Wenn nun alle Stoffe und Dinge in einem einheitlichen Prozess aus Luft entstanden sind, dann kann man auch sagen, dass alle Dinge in gewisser Weise aus Luft bestehen und unterschiedliche Erscheinungsweisen des einen Urstoffes darstellen. Insofern findet sich bei Anaximenes deutlich eine Position, die sich bei Thales und Anaximander bereits andeutete, dort aber weniger klar ausgesprochen war: der »materiale Monismus«, wonach alles aus einer einzigen Art von Stoff besteht. Insgesamt also ist für die Milesier die Bemühung typisch, die Komplexität der entwickelten Welt auf einen einzigen Grundstoff oder zumindest auf einen einheitlichen Ursprung (griechisch: arche) zurückzuführen.

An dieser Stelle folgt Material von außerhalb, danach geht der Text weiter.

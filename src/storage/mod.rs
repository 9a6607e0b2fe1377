// Permission storage module

pub mod init;
pub mod permission_storage;

pub use init::{ensure_index, IndexStatus};
pub use permission_storage::PermissionStorage;

/// Mapping applied when the permissions index is created.
pub const DEFAULT_MAPPING: &str = r#"{
  "mappings": {
    "properties": {
      "username": { "type": "keyword" },
      "acl": { "type": "keyword" },
      "op": { "type": "keyword" },
      "indices": { "type": "keyword" }
    }
  }
}"#;

/// Where and how permission documents are stored.
#[derive(Debug, Clone, PartialEq, Eq)]
pub struct StoreSettings {
    pub index: String,
    pub doc_type: String,
    pub mapping: String,
}

impl StoreSettings {
    /// Settings for `index` with the `_doc` type and the default mapping.
    pub fn new(index: impl Into<String>) -> Self {
        Self {
            index: index.into(),
            doc_type: "_doc".to_string(),
            mapping: DEFAULT_MAPPING.to_string(),
        }
    }

    pub fn with_doc_type(mut self, doc_type: impl Into<String>) -> Self {
        self.doc_type = doc_type.into();
        self
    }

    pub fn with_mapping(mut self, mapping: impl Into<String>) -> Self {
        self.mapping = mapping.into();
        self
    }
}
use anyhow::Context;
use clap::{Parser, Subcommand};
use permstore_lib::logging::init_logging;
use permstore_lib::{AppConfig, Op, Permission, PermissionPatch, PermissionStorage, RequestContext};
use std::path::PathBuf;
use std::time::Duration;

#[derive(Parser, Debug)]
#[command(name = "permstore", version, about = "Manage permission records in Elasticsearch")]
struct Cli {
    /// Config file (defaults to ~/.permstore/config.json)
    #[arg(long, global = true)]
    config: Option<PathBuf>,

    #[command(subcommand)]
    command: Command,
}

#[derive(Subcommand, Debug)]
enum Command {
    /// Create the permissions index if it does not exist
    Init,
    /// Print the stored permission for a user
    Get { username: String },
    /// Create or replace a permission from a JSON file
    Put { file: PathBuf },
    /// Change selected fields of an existing permission
    Patch {
        username: String,
        #[arg(long, value_delimiter = ',')]
        acl: Option<Vec<String>>,
        #[arg(long)]
        op: Option<Op>,
        #[arg(long, value_delimiter = ',')]
        indices: Option<Vec<String>>,
    },
    /// Remove a user's permission
    Delete { username: String },
}

fn main() -> anyhow::Result<()> {
    let cli = Cli::parse();

    let config = match cli.config {
        Some(ref path) => AppConfig::load_from(path),
        None => AppConfig::load(),
    }
    .context("Failed to load configuration")?;

    let _guard = init_logging(&config.logging).context("Failed to initialize logging")?;

    // Set up the tokio runtime
    let runtime = tokio::runtime::Runtime::new().context("Failed to create tokio runtime")?;
    runtime.block_on(run(cli.command, config))
}

async fn run(command: Command, config: AppConfig) -> anyhow::Result<()> {
    let ctx = RequestContext::with_timeout(Duration::from_secs(config.elasticsearch.timeout_secs));

    // Initialization failure is fatal: nothing below runs without the index.
    let storage = PermissionStorage::connect(&config, &ctx)
        .await
        .context("Failed to initialize permission storage")?;

    match command {
        Command::Init => {
            tracing::info!("Permission index '{}' is ready", storage.settings().index);
        }
        Command::Get { username } => {
            let raw = storage.get(&ctx, &username).await?;
            let value: serde_json::Value = serde_json::from_slice(&raw)?;
            println!("{}", serde_json::to_string_pretty(&value)?);
        }
        Command::Put { file } => {
            let content = std::fs::read_to_string(&file)
                .with_context(|| format!("Failed to read {:?}", file))?;
            let permission: Permission = serde_json::from_str(&content)
                .with_context(|| format!("Failed to parse permission from {:?}", file))?;
            storage.put(&ctx, &permission).await?;
            println!("stored permission for {}", permission.username);
        }
        Command::Patch {
            username,
            acl,
            op,
            indices,
        } => {
            let patch = PermissionPatch {
                acl: acl.map(|entries| entries.into_iter().collect()),
                op,
                indices,
            };
            storage.patch(&ctx, &username, &patch).await?;
            println!("patched permission for {}", username);
        }
        Command::Delete { username } => {
            storage.delete(&ctx, &username).await?;
            println!("deleted permission for {}", username);
        }
    }

    Ok(())
}
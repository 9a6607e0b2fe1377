use crate::error::{PermissionError, Result};
use crate::storage::{StoreSettings, DEFAULT_MAPPING};
use serde::{Deserialize, Serialize};
use std::path::{Path, PathBuf};

const CONFIG_DIR_NAME: &str = ".permstore";
const CONFIG_FILE_NAME: &str = "config.json";

#[derive(Debug, Serialize, Deserialize, Clone)]
#[serde(rename_all = "snake_case")]
pub struct ElasticsearchConfig {
    pub url: String,
    #[serde(default, skip_serializing_if = "Option::is_none")]
    pub username: Option<String>,
    #[serde(default, skip_serializing_if = "Option::is_none")]
    pub password: Option<String>,
    #[serde(default = "default_timeout_secs")]
    pub timeout_secs: u64,
}

fn default_timeout_secs() -> u64 {
    10
}

impl Default for ElasticsearchConfig {
    fn default() -> Self {
        Self {
            url: "http://localhost:9200".to_string(),
            username: None,
            password: None,
            timeout_secs: default_timeout_secs(),
        }
    }
}

#[derive(Debug, Serialize, Deserialize, Clone)]
#[serde(rename_all = "snake_case")]
pub struct IndexConfig {
    pub name: String,
    #[serde(default = "default_type_name")]
    pub type_name: String,
    /// File holding the index mapping; the built-in mapping is used when unset.
    #[serde(default, skip_serializing_if = "Option::is_none")]
    pub mapping_file: Option<PathBuf>,
}

fn default_type_name() -> String {
    "_doc".to_string()
}

impl Default for IndexConfig {
    fn default() -> Self {
        Self {
            name: ".permissions".to_string(),
            type_name: default_type_name(),
            mapping_file: None,
        }
    }
}

#[derive(Debug, Serialize, Deserialize, Clone)]
#[serde(rename_all = "snake_case")]
pub struct LoggingSettings {
    pub level: String,
    #[serde(default, skip_serializing_if = "Option::is_none")]
    pub file_name: Option<String>,
    #[serde(default, skip_serializing_if = "Option::is_none")]
    pub dir: Option<PathBuf>,
}

impl Default for LoggingSettings {
    fn default() -> Self {
        Self {
            level: "info".to_string(),
            file_name: None,
            dir: None,
        }
    }
}

#[derive(Debug, Serialize, Deserialize, Clone, Default)]
#[serde(rename_all = "snake_case")]
pub struct AppConfig {
    #[serde(default)]
    pub elasticsearch: ElasticsearchConfig,
    #[serde(default)]
    pub index: IndexConfig,
    #[serde(default)]
    pub logging: LoggingSettings,
}

/// `~/.permstore`
pub fn config_dir() -> Result<PathBuf> {
    dirs::home_dir()
        .map(|home| home.join(CONFIG_DIR_NAME))
        .ok_or_else(|| PermissionError::ConfigError("Could not find home directory".to_string()))
}

impl AppConfig {
    pub fn default_path() -> Result<PathBuf> {
        Ok(config_dir()?.join(CONFIG_FILE_NAME))
    }

    /// Load from the default location, falling back to defaults when no file exists.
    pub fn load() -> Result<Self> {
        Self::load_from(Self::default_path()?)
    }

    pub fn load_from<P: AsRef<Path>>(path: P) -> Result<Self> {
        let path = path.as_ref();
        if !path.exists() {
            tracing::debug!("No config file at {:?}, using defaults", path);
            let config = AppConfig::default();
            config.validate()?;
            return Ok(config);
        }

        let content = std::fs::read_to_string(path).map_err(|e| {
            PermissionError::ConfigError(format!("Failed to read config file: {}", e))
        })?;

        let config = serde_json::from_str::<AppConfig>(&content).map_err(|e| {
            PermissionError::ConfigError(format!(
                "Failed to parse config file {:?}: {}. Please fix the config file or delete it to use defaults.",
                path, e
            ))
        })?;
        config.validate()?;
        Ok(config)
    }

    pub fn save_to<P: AsRef<Path>>(&self, path: P) -> Result<()> {
        let path = path.as_ref();
        if let Some(parent) = path.parent() {
            std::fs::create_dir_all(parent).map_err(|e| {
                PermissionError::ConfigError(format!("Failed to create config directory: {}", e))
            })?;
        }

        let content = serde_json::to_string_pretty(self).map_err(|e| {
            PermissionError::ConfigError(format!("Failed to serialize config: {}", e))
        })?;

        std::fs::write(path, content).map_err(|e| {
            PermissionError::ConfigError(format!("Failed to write config file: {}", e))
        })?;

        tracing::info!("Configuration saved to: {:?}", path);
        Ok(())
    }

    pub fn validate(&self) -> Result<()> {
        reqwest::Url::parse(&self.elasticsearch.url).map_err(|e| {
            PermissionError::ConfigError(format!(
                "Invalid elasticsearch.url '{}': {}",
                self.elasticsearch.url, e
            ))
        })?;

        if self.elasticsearch.timeout_secs == 0 {
            return Err(PermissionError::ConfigError(
                "elasticsearch.timeout_secs must be greater than zero".to_string(),
            ));
        }

        if self.index.name.trim().is_empty() {
            return Err(PermissionError::ConfigError(
                "index.name must not be empty".to_string(),
            ));
        }

        if self.index.type_name.trim().is_empty() {
            return Err(PermissionError::ConfigError(
                "index.type_name must not be empty".to_string(),
            ));
        }

        self.logging
            .level
            .parse::<tracing::level_filters::LevelFilter>()
            .map_err(|_| {
                PermissionError::ConfigError(format!(
                    "Unknown logging.level '{}'",
                    self.logging.level
                ))
            })?;

        Ok(())
    }

    /// Mapping text used when the index has to be created.
    pub fn mapping(&self) -> Result<String> {
        match self.index.mapping_file {
            Some(ref path) => std::fs::read_to_string(path).map_err(|e| {
                PermissionError::ConfigError(format!(
                    "Failed to read mapping file {:?}: {}",
                    path, e
                ))
            }),
            None => Ok(DEFAULT_MAPPING.to_string()),
        }
    }

    pub fn store_settings(&self) -> Result<StoreSettings> {
        Ok(StoreSettings {
            index: self.index.name.clone(),
            doc_type: self.index.type_name.clone(),
            mapping: self.mapping()?,
        })
    }
}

Die Reduktion von Vielem und Komplexem auf Weniges und Einfacheres ist das, was auch wir unter einer »Erklärung« verstehen, sodass nichts im Wege steht, die milesische Frage nach dem stofflichen Ursprung als die vielleicht anschaulichste und früheste Form einer philosophisch-rationalen Welterklärung anzusehen.
 
Dr. Christof Rapp
 
 
Rapp, Christof: Die Vorsokratiker. München 1997.
 Ricken, Friedo: Philosophie der Antike. Stuttgart u. a. 21993.
 Röd, Wolfgang: Die Philosophie der Antike, Band 1: Von Thales bis Demokrit. München 21988.

Universal-Lexikon. 2012.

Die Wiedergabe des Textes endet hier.